Xavier de Mazenod : Pendant des années, on a dit « la France est en retard en matière de télétravail » . Mais la réalité, c’est surtout que les chiffres sur lesquels on se fondait pour dire cela étaient inexacts. On ne disposait que de chiffres INSEE, anciens et jamais mis à jour, qui ne tenaient nul compte de la réalité du télétravail informel, en forte croissance depuis des années. Avec Zevillage, nous avons fait un « tour de France du télétravail » il y a déjà près de 10 ans, été visiter des tiers-lieux, et prendre le pouls sur divers territoires. Puis nous avons réalisé une méta-étude, qui agrégeait des études locales et sectorielles, qui a révélé qu’il y avait en réalité deux fois plus de télétravail en France que ce que nous disaient les chiffres officiels. Le fait que l’essentiel du télétravail était informel le rendait plus difficile à mesurer. La pratique était déjà là, mais elle n’était pas reconnue.

Depuis la publication récente de plusieurs études (dont celle de Malakoff-Humanis), on a une meilleure idée de ce qui se passe en France. Avec les nouveaux chiffres, on a parlé de « rattrapage » , mais en réalité, la progression a été plus progressive que ne laissent penser ces chiffres. C’est surtout d’un rattrapage de mesure qu’il s’agit ! C’est bien un raz-de-marée qui s’est produit, mais cela fait des années qu’il a commencé.

Le télétravail « forcé » du premier confinement a fait la vérité sur la proportion des actifs/actives concerné.e.s. Ce sont tout de même un tiers des actifs/actives, soit environ 8 millions de personnes, qui étaient en télétravail. Tout d’un coup, parce que le télétravail était à temps plein et forcé, il n’y avait plus rien d’informel. On a appris beaucoup de choses.

Après le premier confinement, il y a eu une sorte de coup de sifflet en France. Beaucoup de gens sont retournés au moins partiellement au bureau. Le télétravail n’était plus obligatoire. La culture du présentiel a fait de la résistance.

Quelles sont les nouvelles opportunités d’inclusion permises par la banalisation du télétravail ?

Je pense que c’est un peu la même chose pour l’inclusion que pour le recrutement. Il y a quelques années, nous avons mené une enquête pour la DGE (Direction générale des entreprises) à Bercy pour évaluer la place du télétravail dans les PME industrielles. Nous nous sommes penchés sur des entreprises dans l’Orne et le Calvados et nous sommes aperçu qu’il y avait, même dans les domaines industriels, un potentiel de 10% de télétravail pour les fonctions support et admin.
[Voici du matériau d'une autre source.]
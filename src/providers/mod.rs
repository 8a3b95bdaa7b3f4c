//! Relay implementations.
//!
//! Each relay implements the [`Relay`](crate::Relay) trait.
//!
//! ## Available Relays
//!
//! | Relay | Feature Flag | Description |
//! |-------|-------------|-------------|
//! | [`SmtpRelay`] | `smtp` | SMTP via lettre, STARTTLS and AUTH |
//! | [`LocalRelay`] | (none) | In-memory capture for dev/testing |

#[cfg(feature = "smtp")]
mod smtp;
#[cfg(feature = "smtp")]
pub use smtp::SmtpRelay;

mod local;
pub use local::LocalRelay;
Or pour ces entreprises qui ont parfois du mal à recruter, le télétravail est un facteur d’attractivité. Les viviers de talents locaux sont trop petits et un cadre qui a une compétence pointue ne viendra pas forcément s’installer à Gacé (Orne).

Pour l’inclusion, c’est la même chose : le télétravail peut permettre d’incorporer dans l’équipe des personnes qui n’auraient pas pu l’être au bureau, notamment des personnes handicapées. Je ne parle pas seulement des personnes qui ont une mobilité réduite. En fait, 80% des personnes handicapées ont un handicap invisible, mais beaucoup ont néanmoins un mode de vie incompatible avec une vie de bureau régulière. Le télétravail, c’est une grande opportunité de travailler avec ces personnes. Souvent, on entend l’argument « le télétravail, ça isole » , mais j’ai envie de répondre que ce qui isole le plus, c’est le chômage ! Donc quand le télétravail permet le travail tout court, ça socialise, ça fait sortir de l’isolement.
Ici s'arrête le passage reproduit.